Did you practice hard so you could play fast lines?
I’d probably be a lot better if I had actually studied more when I was a kid. You wouldn’t have caught me in my room practicing scales—I was too busy trying to figure out other things [laughs]. I’ve worked for everything I play. Like on “Panic Song,” from Insomniac, where I do that fast line for a minute and 57 seconds before the song really kicks in—I couldn’t do that before then. I earned that from playing it on tour.
Those bass breaks on “Dirty Rotten Scoundrel” are pretty tasty.
That’s probably the fastest stuff I’ve ever played on record. I didn’t think I could do it, but the other guys were pushing me. I was like, “Nah, it’s too noodly,” and they were like, “Just fucking go there!”
You’ve got to let your fingers fly sometimes [laughs]. And there are the occasional times when I have to be really creative about a part. I soul-searched to find just the right part for the beginning of “Basket Case,” for example.
If not “the fastest,” what title do you aspire to?

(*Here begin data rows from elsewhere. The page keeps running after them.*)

use crate::error::Result;
use crate::lock::config::LockConfig;
use crate::lock::file::LockFile;
use crate::lock::guard::{LockGuard, Lockable};
use crate::lock::identity::LockIdentity;
use crate::lock::strategy::{LockStrategy, Wait};
use crate::platform::LockMode;
use crate::registry::{next_instance_id, Claim, Owner, Registration};
use std::path::Path;
use std::time::Duration;
use tracing::{debug, warn};

/// Exclusive lock on a file, shared with other processes and other threads
/// of this process.
///
/// An instance is `Sync`: put it in an `Arc` and any thread can acquire it.
/// The thread that acquired it is the only one that may release it, and it
/// may acquire it again without blocking (every acquire needs a matching
/// release).
///
/// Threads of one process are serialized through the process-local
/// [`LockRegistry`](crate::LockRegistry) before the OS lock is touched, so two
/// instances for the same path never both hold it, even though each owns its
/// own file handle.
///
/// After the last release the OS lock is dropped but the handle stays open
/// for the next acquire. Dropping the instance closes it. If the process dies
/// while holding the lock, the OS closes the handle and the lock is freed.
/// The lock file itself is never deleted.
#[derive(Debug)]
pub struct InterProcessLock {
    id: u64,
    file: LockFile,
    registration: Registration,
    config: LockConfig,
}

impl InterProcessLock {
    /// Lock backed by `path`, coordinated through the global registry. No file
    /// is opened until the first acquire.
    pub fn new(path: impl AsRef<Path>) -> Result<Self> {
        Self::with_config(path, LockConfig::default())
    }

    pub fn with_config(path: impl AsRef<Path>, config: LockConfig) -> Result<Self> {
        Ok(Self::from_identity(LockIdentity::new(path)?, config))
    }

    pub fn from_identity(identity: LockIdentity, config: LockConfig) -> Self {
        let registration = config.registry().resolve(&identity);
        Self {
            id: next_instance_id(),
            file: LockFile::new(identity.path()),
            registration,
            config,
        }
    }

    /// Acquire the lock.
    ///
    /// - `blocking = false`: one attempt, `timeout` is ignored.
    /// - `blocking = true, timeout = None`: wait until acquired.
    /// - `blocking = true, timeout = Some(t)`: give up after `t`.
    ///
    /// Returns `false` when the lock could not be had in time. Errors are
    /// reserved for failures to open or lock the file, and for an untimed
    /// wait that could only end in self-deadlock.
    pub fn acquire(&self, blocking: bool, timeout: Option<Duration>) -> Result<bool> {
        self.acquire_with(&LockStrategy::from_flags(blocking, timeout))
    }

    pub fn acquire_with(&self, strategy: &LockStrategy) -> Result<bool> {
        self.acquire_within(strategy.start())
    }

    pub(crate) fn acquire_within(&self, wait: Wait) -> Result<bool> {
        let owner = Owner::current(self.id);
        let coordinator = self.registration.coordinator();

        match coordinator.claim_exclusive(owner, wait, self.path())? {
            Claim::Reentered => return Ok(true),
            Claim::Unavailable => {
                debug!("Lock held in this process: {}", self.path().display());
                return Ok(false);
            }
            Claim::Claimed => {}
        }

        match self.file.lock(LockMode::Exclusive, wait, &self.config) {
            Ok(true) => {
                coordinator.confirm(owner);
                debug!("Lock acquired: {}", self.path().display());
                Ok(true)
            }
            Ok(false) => {
                coordinator.vacate(owner);
                debug!("Lock held by another process: {}", self.path().display());
                Ok(false)
            }
            Err(e) => {
                coordinator.vacate(owner);
                Err(e)
            }
        }
    }

    /// Release one level of the calling thread's hold. Fails with
    /// [`LockError::NotHeld`](crate::LockError::NotHeld) if the calling thread
    /// does not hold the lock through this instance.
    pub fn release(&self) -> Result<()> {
        let owner = Owner::current(self.id);
        let coordinator = self.registration.coordinator();

        if coordinator.leave(owner, self.path())? > 0 {
            return Ok(());
        }

        let unlocked = self.file.unlock();
        coordinator.vacate(owner);
        debug!("Lock released: {}", self.path().display());
        unlocked
    }

    /// Whether this instance is currently held, by any thread. Does not ask
    /// the OS.
    pub fn locked(&self) -> bool {
        self.registration.coordinator().held_by_instance(self.id)
    }

    pub fn held_by_current_thread(&self) -> bool {
        self.registration
            .coordinator()
            .held_by(Owner::current(self.id))
    }

    pub fn path(&self) -> &Path {
        self.registration.identity().path()
    }

    pub fn identity(&self) -> &LockIdentity {
        self.registration.identity()
    }

    /// Block until acquired and return a guard that releases on drop.
    pub fn lock(&self) -> Result<LockGuard<&Self>> {
        LockGuard::acquire(self, &LockStrategy::Wait)
    }

    /// Single attempt; `None` if the lock is held elsewhere.
    pub fn try_lock(&self) -> Result<Option<LockGuard<&Self>>> {
        match LockGuard::acquire(self, &LockStrategy::NoWait) {
            Ok(guard) => Ok(Some(guard)),
            Err(e) if e.is_contention() => Ok(None),
            Err(e) => Err(e),
        }
    }

    pub fn lock_with(&self, strategy: &LockStrategy) -> Result<LockGuard<&Self>> {
        LockGuard::acquire(self, strategy)
    }
}

impl Lockable for InterProcessLock {
    fn acquire_with(&self, strategy: &LockStrategy) -> Result<bool> {
        InterProcessLock::acquire_with(self, strategy)
    }

    fn release(&self) -> Result<()> {
        InterProcessLock::release(self)
    }

    fn lock_path(&self) -> &Path {
        self.path()
    }
}

impl Drop for InterProcessLock {
    fn drop(&mut self) {
        if self.locked() {
            warn!(
                "Lock dropped while held, releasing: {}",
                self.path().display()
            );
            if let Err(e) = self.file.unlock() {
                warn!("{}", e);
            }
            self.registration.coordinator().vacate_instance(self.id);
        }
        self.file.close();
    }
}
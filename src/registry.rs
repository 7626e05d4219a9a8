//! Process-local coordination for inter-process locks.
//!
//! OS file locks say nothing useful about threads of one process: depending
//! on the platform and the call they are either granted per process or
//! silently re-entered. Every lock instance therefore resolves its canonical
//! path here first, and all instances of one path share a [`Coordinator`]
//! that records which thread (through which instance) holds the path and how
//! many in-process readers are inside it. The OS lock is only touched by the
//! thread that won the coordinator.

use crate::error::{LockError, Result};
use crate::lock::LockIdentity;
use crate::lock::strategy::Wait;
use parking_lot::{Condvar, Mutex, MutexGuard};
use std::collections::HashMap;
use std::fmt;
use std::path::{Path, PathBuf};
use std::sync::atomic::{AtomicU64, Ordering};
use std::sync::{Arc, OnceLock, Weak};
use std::thread::{self, ThreadId};
use tracing::trace;

static GLOBAL_REGISTRY: OnceLock<Arc<LockRegistry>> = OnceLock::new();
static NEXT_INSTANCE: AtomicU64 = AtomicU64::new(1);

pub(crate) fn next_instance_id() -> u64 {
    NEXT_INSTANCE.fetch_add(1, Ordering::Relaxed)
}

/// A thread acting through one particular lock instance.
#[derive(Debug, Clone, Copy, PartialEq, Eq)]
pub(crate) struct Owner {
    thread: ThreadId,
    instance: u64,
}

impl Owner {
    pub(crate) fn current(instance: u64) -> Self {
        Self {
            thread: thread::current().id(),
            instance,
        }
    }
}

pub(crate) enum Claim {
    /// The owner already held the path; depth was incremented.
    Reentered,
    /// The path is reserved for the owner, who must now take the OS lock and
    /// then either [`Coordinator::confirm`] or [`Coordinator::vacate`].
    Claimed,
    Unavailable,
}

#[derive(Debug, Default)]
struct Holder {
    owner: Option<Owner>,
    // 0 while the owner is still taking or dropping the OS lock
    depth: usize,
    // in-process reader entries per thread
    readers: HashMap<ThreadId, usize>,
}

impl Holder {
    /// Whether waiting on this state could only end when `me` itself lets go.
    fn waits_on(&self, me: ThreadId, exclusive: bool) -> bool {
        self.owner.map(|o| o.thread) == Some(me)
            || (exclusive && self.readers.contains_key(&me))
    }
}

#[derive(Debug, Default)]
pub(crate) struct Coordinator {
    state: Mutex<Holder>,
    released: Condvar,
}
use crate::error::{LockError, Result};
use crate::lock::config::LockConfig;
use crate::lock::strategy::{Backoff, Wait};
use crate::platform::{LockMode, NativeLock, PlatformLock, TryLock};
use parking_lot::Mutex;
use std::fs::{self, File, OpenOptions};
use std::path::{Path, PathBuf};
use tracing::{debug, warn};

/// Backing file of one lock instance.
///
/// The handle is opened on the first lock attempt and then kept open across
/// lock/unlock cycles. Closing it (on [`LockFile::close`] or drop) releases
/// any OS lock it still carries.
#[derive(Debug)]
pub(crate) struct LockFile {
    path: PathBuf,
    handle: Mutex<Option<File>>,
}

impl LockFile {
    pub(crate) fn new(path: &Path) -> Self {
        Self {
            path: path.to_path_buf(),
            handle: Mutex::new(None),
        }
    }

    fn open(&self, config: &LockConfig) -> Result<File> {
        if config.create_parent_dirs {
            if let Some(parent) = self.path.parent() {
                fs::create_dir_all(parent).map_err(|e| LockError::Path {
                    path: self.path.clone(),
                    source: e,
                })?;
            }
        }

        // Never truncate: the file may be locked by another process.
        let mut opts = OpenOptions::new();
        opts.read(true).write(true).create(true).truncate(false);

        #[cfg(unix)]
        {
            use std::os::unix::fs::OpenOptionsExt;
            opts.custom_flags(libc::O_NOFOLLOW);
        }

        let file = opts.open(&self.path).map_err(|e| LockError::Path {
            path: self.path.clone(),
            source: e,
        })?;
        debug!("Opened lock file: {}", self.path.display());
        Ok(file)
    }

    /// Take the OS lock in `mode`, polling until `wait` runs out.
    pub(crate) fn lock(&self, mode: LockMode, wait: Wait, config: &LockConfig) -> Result<bool> {
        let mut handle = self.handle.lock();
        let file = match handle.take() {
            Some(file) => file,
            None => self.open(config)?,
        };
        let file = handle.insert(file);

        if wait.is_forever() && config.native_wait {
            NativeLock::block_lock(file, mode)
                .map_err(|e| LockError::platform(&self.path, e))?;
            return Ok(true);
        }

        let mut backoff = Backoff::new(config);
        loop {
            match NativeLock::try_lock(file, mode).map_err(|e| LockError::platform(&self.path, e))? {
                TryLock::Acquired => return Ok(true),
                TryLock::WouldBlock => {
                    if !backoff.pause(wait) {
                        return Ok(false);
                    }
                }
            }
        }
    }

    /// Release the OS lock, keeping the handle for the next acquire. If the
    /// unlock call fails the handle is closed, which releases the lock anyway,
    /// and the failure is still reported.
    pub(crate) fn unlock(&self) -> Result<()> {
        let mut handle = self.handle.lock();
        let Some(file) = handle.as_ref() else {
            return Ok(());
        };

        if let Err(e) = NativeLock::unlock(file) {
            warn!(
                "Unlock of {} failed, closing handle to release it: {}",
                self.path.display(),
                e
            );
            *handle = None;
            return Err(LockError::platform(&self.path, e));
        }
        Ok(())
    }

    pub(crate) fn close(&self) {
        if self.handle.lock().take().is_some() {
            debug!("Closed lock file: {}", self.path.display());
        }
    }

    #[cfg(test)]
    pub(crate) fn is_open(&self) -> bool {
        self.handle.lock().is_some()
    }
}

I want to be the catchiest. If we’re all out there writing our parts, I want to be the guy everyone ends up playing along with, because I wrote the hook. That’s what my angle has always been. I never claimed to be the best—I just want to be the catchiest. It’s never been anything more than that.
Gear
With their slab ash bodies, 1955- era arm contours, and classic 1951-shape pickguards, Mike Dirnt’s Fender and Squier signature basses are inspired by the original ’51 Precision Bass, as well as classic ’50s and ’60s colors. The Fender Dirnt bass has a rosewood fingerboard, Custom Vintage 1959 PBass pickup, Leo Quan Badass Bass II bridge, vintage-style ’70s Fender stamped opengear tuning keys, and a thick, C-shaped maple neck modeled after Mike’s ’69 P-Bass.
His signature-model Squier P-Bass, meanwhile, features an agathis body, a standard P-Bass pickup, standard 4-saddle chrome bridge, and a thick, C-shape maple neck with a rosewood fretboard. All of Dirnt’s basses, as well as his ’69 P-Bass (“Stella”) and ’71 P-Bass (“the Weapon”), are strung with Fender Super 7250 roundwounds gauged .045–.105. His collection also includes a Höfner, a black 1982 Gibson Victory bass, a ’65 candy-apple red Jazz Bass, and an Olympic white ’62 P-Bass that “sounds like a Steinway.”
Dirnt’s journey with Fender amps began around 2003 with Bassman Pro and TB-1200 heads and 810 8x10 Pro cabs. In 2010, he became involved in helping Fender design a new bass head; artist relations manager Billy Siegle says they talked about “impactful bass, transparent high end, warm midrange, and overall, a classic yet refined tone.”
The result of that collaboration is the Super Bassman. “I’m very proud of the tone we came up with,” Dirnt says. “Plus, these amps look bitchin’ and sound amazing.” On tour and in the studio, Dirnt uses Super Bassman heads and 610 Neo 6x10 cabs.